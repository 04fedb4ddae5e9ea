//! variable model
//!
//! A [Variable] is a plain value, a secret, or a file mounted into a service. It can derive from another
//! variable in two ways:
//! - **alias**: a new key that resolves to the target's value
//! - **override**: the same key with a different value at a narrower scope
//!
//! The target of a derivation is stored as a [VariableRef], a snapshot of the parent taken when the
//! variable was fetched. It is never a live link: editing or deleting the parent does not touch it.
//!
//! On the wire (platform API) the two derivations are separate nullable fields `aliased_variable` and
//! `overridden_variable`. They are folded into [Derivation] while deserializing so that a variable
//! can never be both.
use crate::key_validation::{validate_key_format, KeyIssue};
use crate::scope::Scope;
use chrono::{DateTime, Utc};
use serde::{Deserialize, Deserializer, Serialize};

/// Keys starting with this (case-insensitive) belong to the platform
pub const RESERVED_PREFIX: &str = "qovery";

/// `true` if `key` starts with [RESERVED_PREFIX], ignoring case
pub fn has_reserved_prefix(key: &str) -> bool {
    key.get(..RESERVED_PREFIX.len())
        .is_some_and(|prefix| prefix.eq_ignore_ascii_case(RESERVED_PREFIX))
}

#[derive(Debug, Clone, Copy, PartialEq, Eq, Hash, Serialize, Deserialize)]
#[serde(rename_all = "SCREAMING_SNAKE_CASE")]
pub enum VariableKind {
    Value,
    Alias,
    Override,
    File,
    BuiltIn,
}

impl std::fmt::Display for VariableKind {
    fn fmt(&self, f: &mut std::fmt::Formatter<'_>) -> std::fmt::Result {
        f.write_str(match self {
            VariableKind::Value => "VALUE",
            VariableKind::Alias => "ALIAS",
            VariableKind::Override => "OVERRIDE",
            VariableKind::File => "FILE",
            VariableKind::BuiltIn => "BUILT_IN",
        })
    }
}

/// Who manages the variable
#[derive(Debug, Clone, Copy, Default, PartialEq, Eq, Hash, Serialize, Deserialize)]
pub enum Owner {
    #[default]
    #[serde(rename = "QOVERY")]
    Platform,
    /// Synced from a Doppler project, edited there
    #[serde(rename = "DOPPLER")]
    Doppler,
    #[serde(other, rename = "EXTERNAL")]
    External,
}

impl Owner {
    pub fn is_external(self) -> bool {
        !matches!(self, Owner::Platform)
    }
}

#[derive(Debug, Clone, Copy, PartialEq, Eq, Hash, Serialize, Deserialize)]
#[serde(rename_all = "SCREAMING_SNAKE_CASE")]
pub enum ServiceType {
    Application,
    Container,
    Database,
    Job,
    Helm,
    Terraform,
}

/// Snapshot of the variable an alias or override points to
#[derive(Debug, Clone, PartialEq, Eq, Serialize, Deserialize, derive_new::new)]
pub struct VariableRef {
    pub id: String,
    pub key: String,
    #[new(default)]
    #[serde(default)]
    pub value: Option<String>,
    pub scope: Scope,
    #[new(default)]
    #[serde(
        default,
        deserialize_with = "empty_as_none",
        skip_serializing_if = "Option::is_none"
    )]
    pub mount_path: Option<String>,
    #[new(default)]
    #[serde(
        default,
        rename = "variable_type",
        alias = "type",
        skip_serializing_if = "Option::is_none"
    )]
    pub kind: Option<VariableKind>,
}

impl VariableRef {
    /// Snapshot `variable` as a derivation target
    pub fn of(variable: &Variable) -> Self {
        Self {
            id: variable.id.clone(),
            key: variable.key.clone(),
            value: variable.value.clone(),
            scope: variable.scope,
            mount_path: variable.mount_path.clone(),
            kind: Some(variable.kind()),
        }
    }

    pub fn is_file(&self) -> bool {
        self.kind == Some(VariableKind::File) || self.mount_path.is_some()
    }
}

#[derive(Debug, Clone, PartialEq, Eq)]
pub enum Derivation {
    Alias(VariableRef),
    Override(VariableRef),
}

impl Derivation {
    pub fn target(&self) -> &VariableRef {
        match self {
            Derivation::Alias(target) | Derivation::Override(target) => target,
        }
    }

    pub fn kind(&self) -> VariableKind {
        match self {
            Derivation::Alias(_) => VariableKind::Alias,
            Derivation::Override(_) => VariableKind::Override,
        }
    }
}

#[derive(Debug, Clone, PartialEq, Serialize, Deserialize)]
#[serde(try_from = "RawVariable", into = "RawVariable")]
pub struct Variable {
    pub id: String,
    pub key: String,
    /// `None` when the value is write-only (secrets)
    pub value: Option<String>,
    pub scope: Scope,
    pub is_secret: bool,
    pub description: Option<String>,
    pub mount_path: Option<String>,
    pub owned_by: Owner,
    pub derivation: Option<Derivation>,
    pub service_id: Option<String>,
    pub service_name: Option<String>,
    pub service_type: Option<ServiceType>,
    pub created_at: Option<DateTime<Utc>>,
    pub updated_at: Option<DateTime<Utc>>,
}

impl Variable {
    /// Plain, platform owned, public variable without a value
    pub fn new(id: impl Into<String>, key: impl Into<String>, scope: Scope) -> Self {
        Self {
            id: id.into(),
            key: key.into(),
            value: None,
            scope,
            is_secret: false,
            description: None,
            mount_path: None,
            owned_by: Owner::Platform,
            derivation: None,
            service_id: None,
            service_name: None,
            service_type: None,
            created_at: None,
            updated_at: None,
        }
    }

    pub fn with_value(mut self, value: impl Into<String>) -> Self {
        self.value = Some(value.into());
        self
    }

    pub fn with_secret(mut self, is_secret: bool) -> Self {
        self.is_secret = is_secret;
        self
    }

    pub fn with_mount_path(mut self, mount_path: impl Into<String>) -> Self {
        self.mount_path = Some(mount_path.into());
        self
    }

    pub fn with_owner(mut self, owner: Owner) -> Self {
        self.owned_by = owner;
        self
    }

    pub fn with_service(
        mut self,
        id: impl Into<String>,
        name: impl Into<String>,
        service_type: ServiceType,
    ) -> Self {
        self.service_id = Some(id.into());
        self.service_name = Some(name.into());
        self.service_type = Some(service_type);
        self
    }

    /// Make this an alias of `target`
    pub fn aliasing(mut self, target: &Variable) -> Self {
        self.derivation = Some(Derivation::Alias(VariableRef::of(target)));
        self
    }

    /// Make this an override of `target`
    pub fn overriding(mut self, target: &Variable) -> Self {
        self.derivation = Some(Derivation::Override(VariableRef::of(target)));
        self
    }

    pub fn kind(&self) -> VariableKind {
        if self.scope == Scope::BuiltIn {
            return VariableKind::BuiltIn;
        }

        match &self.derivation {
            Some(derivation) => derivation.kind(),
            None if self.mount_path.is_some() => VariableKind::File,
            None => VariableKind::Value,
        }
    }

    pub fn aliased_variable(&self) -> Option<&VariableRef> {
        match &self.derivation {
            Some(Derivation::Alias(target)) => Some(target),
            _ => None,
        }
    }

    pub fn overridden_variable(&self) -> Option<&VariableRef> {
        match &self.derivation {
            Some(Derivation::Override(target)) => Some(target),
            _ => None,
        }
    }

    /// Not an alias or override
    pub fn is_root(&self) -> bool {
        self.derivation.is_none()
    }

    /// Content is mounted as a file, either directly or through the aliased/overridden parent
    pub fn is_file(&self) -> bool {
        match &self.derivation {
            Some(derivation) => derivation.target().is_file(),
            None => self.mount_path.is_some(),
        }
    }

    /// Path the file is mounted at, taken from the parent for aliases and overrides
    pub fn file_mount_path(&self) -> Option<&str> {
        match &self.derivation {
            Some(derivation) => {
                let target = derivation.target();
                target
                    .mount_path
                    .as_deref()
                    .filter(|_| target.is_file())
            }
            None => self.mount_path.as_deref(),
        }
    }

    /// Invariant violations of this single variable
    pub fn integrity_issues(&self) -> Vec<Issue> {
        let mut issues = vec![];

        if validate_key_format(&self.key) == Err(KeyIssue::ContainsWhitespace) {
            issues.push(Issue::KeyContainsWhitespace {
                id: self.id.clone(),
            });
        }

        if self.scope != Scope::BuiltIn && has_reserved_prefix(&self.key) {
            issues.push(Issue::ReservedPrefix {
                id: self.id.clone(),
            });
        }

        if let Some(target) = self.overridden_variable() {
            if target.scope.is_narrower_than(self.scope) {
                issues.push(Issue::BroaderThanTarget {
                    id: self.id.clone(),
                    scope: self.scope,
                    target_scope: target.scope,
                });
            }

            if target.key != self.key {
                issues.push(Issue::OverrideKeyMismatch {
                    id: self.id.clone(),
                    target_key: target.key.clone(),
                });
            }
        }

        let has_service_fields = self.service_id.is_some() || self.service_type.is_some();
        if has_service_fields && !self.scope.is_service() && self.scope != Scope::BuiltIn {
            issues.push(Issue::ServiceFieldsOutsideServiceScope {
                id: self.id.clone(),
                scope: self.scope,
            });
        }

        issues
    }
}

#[derive(Debug, Clone, PartialEq, Eq)]
pub enum Issue {
    KeyContainsWhitespace {
        id: String,
    },
    ReservedPrefix {
        id: String,
    },
    BroaderThanTarget {
        id: String,
        scope: Scope,
        target_scope: Scope,
    },
    OverrideKeyMismatch {
        id: String,
        target_key: String,
    },
    ServiceFieldsOutsideServiceScope {
        id: String,
        scope: Scope,
    },
}

impl std::fmt::Display for Issue {
    fn fmt(&self, f: &mut std::fmt::Formatter<'_>) -> std::fmt::Result {
        match self {
            Issue::KeyContainsWhitespace { id } => write!(f, "{id}: key contains whitespace"),
            Issue::ReservedPrefix { id } => {
                write!(f, "{id}: key uses the reserved `{RESERVED_PREFIX}` prefix")
            }
            Issue::BroaderThanTarget {
                id,
                scope,
                target_scope,
            } => write!(
                f,
                "{id}: override at {scope} is broader than its target at {target_scope}"
            ),
            Issue::OverrideKeyMismatch { id, target_key } => {
                write!(f, "{id}: override key differs from its target `{target_key}`")
            }
            Issue::ServiceFieldsOutsideServiceScope { id, scope } => {
                write!(f, "{id}: service link on a {scope} variable")
            }
        }
    }
}

#[derive(thiserror::Error, Debug, Clone, PartialEq, Eq)]
pub enum ModelError {
    #[error("variable {id} has an empty key")]
    EmptyKey { id: String },
    #[error("variable {id} is both an alias and an override")]
    DoubleDerivation { id: String },
}

/// Platform API representation of a [Variable]
#[derive(Serialize, Deserialize)]
struct RawVariable {
    id: String,
    key: String,
    #[serde(default)]
    value: Option<String>,
    scope: Scope,
    #[serde(default)]
    is_secret: bool,
    #[serde(default, skip_serializing_if = "Option::is_none")]
    description: Option<String>,
    #[serde(
        default,
        deserialize_with = "empty_as_none",
        skip_serializing_if = "Option::is_none"
    )]
    mount_path: Option<String>,
    #[serde(default)]
    owned_by: Owner,
    #[serde(default, skip_serializing_if = "Option::is_none")]
    variable_type: Option<VariableKind>,
    #[serde(default, skip_serializing_if = "Option::is_none")]
    aliased_variable: Option<VariableRef>,
    #[serde(default, skip_serializing_if = "Option::is_none")]
    overridden_variable: Option<VariableRef>,
    #[serde(
        default,
        deserialize_with = "empty_as_none",
        skip_serializing_if = "Option::is_none"
    )]
    service_id: Option<String>,
    #[serde(
        default,
        deserialize_with = "empty_as_none",
        skip_serializing_if = "Option::is_none"
    )]
    service_name: Option<String>,
    #[serde(default, skip_serializing_if = "Option::is_none")]
    service_type: Option<ServiceType>,
    #[serde(default, skip_serializing_if = "Option::is_none")]
    created_at: Option<DateTime<Utc>>,
    #[serde(default, skip_serializing_if = "Option::is_none")]
    updated_at: Option<DateTime<Utc>>,
}

impl TryFrom<RawVariable> for Variable {
    type Error = ModelError;

    fn try_from(raw: RawVariable) -> Result<Self, Self::Error> {
        if raw.key.is_empty() {
            return Err(ModelError::EmptyKey { id: raw.id });
        }

        let derivation = match (raw.aliased_variable, raw.overridden_variable) {
            (Some(_), Some(_)) => return Err(ModelError::DoubleDerivation { id: raw.id }),
            (Some(target), None) => Some(Derivation::Alias(target)),
            (None, Some(target)) => Some(Derivation::Override(target)),
            (None, None) => None,
        };

        Ok(Self {
            id: raw.id,
            key: raw.key,
            value: raw.value,
            scope: raw.scope,
            is_secret: raw.is_secret,
            description: raw.description,
            mount_path: raw.mount_path,
            owned_by: raw.owned_by,
            derivation,
            service_id: raw.service_id,
            service_name: raw.service_name,
            service_type: raw.service_type,
            created_at: raw.created_at,
            updated_at: raw.updated_at,
        })
    }
}

impl From<Variable> for RawVariable {
    fn from(variable: Variable) -> Self {
        let variable_type = Some(variable.kind());
        let (aliased_variable, overridden_variable) = match variable.derivation {
            Some(Derivation::Alias(target)) => (Some(target), None),
            Some(Derivation::Override(target)) => (None, Some(target)),
            None => (None, None),
        };

        Self {
            id: variable.id,
            key: variable.key,
            value: variable.value,
            scope: variable.scope,
            is_secret: variable.is_secret,
            description: variable.description,
            mount_path: variable.mount_path,
            owned_by: variable.owned_by,
            variable_type,
            aliased_variable,
            overridden_variable,
            service_id: variable.service_id,
            service_name: variable.service_name,
            service_type: variable.service_type,
            created_at: variable.created_at,
            updated_at: variable.updated_at,
        }
    }
}

fn empty_as_none<'de, D>(deserializer: D) -> Result<Option<String>, D::Error>
where
    D: Deserializer<'de>,
{
    let value = Option::<String>::deserialize(deserializer)?;
    Ok(value.filter(|value| !value.is_empty()))
}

+ + + +

§ **Task prompt**: With the first line of the material as the start and the line containing "taken when the" as the end, repeat that span exactly and add nothing.

§ **Response box**:
repository 04fedb4ddae5e9ea
//! variable model
//!
//! A [Variable] is a plain value, a secret, or a file mounted into a service. It can derive from another
//! variable in two ways:
//! - **alias**: a new key that resolves to the target's value
//! - **override**: the same key with a different value at a narrower scope
//!
//! The target of a derivation is stored as a [VariableRef], a snapshot of the parent taken when the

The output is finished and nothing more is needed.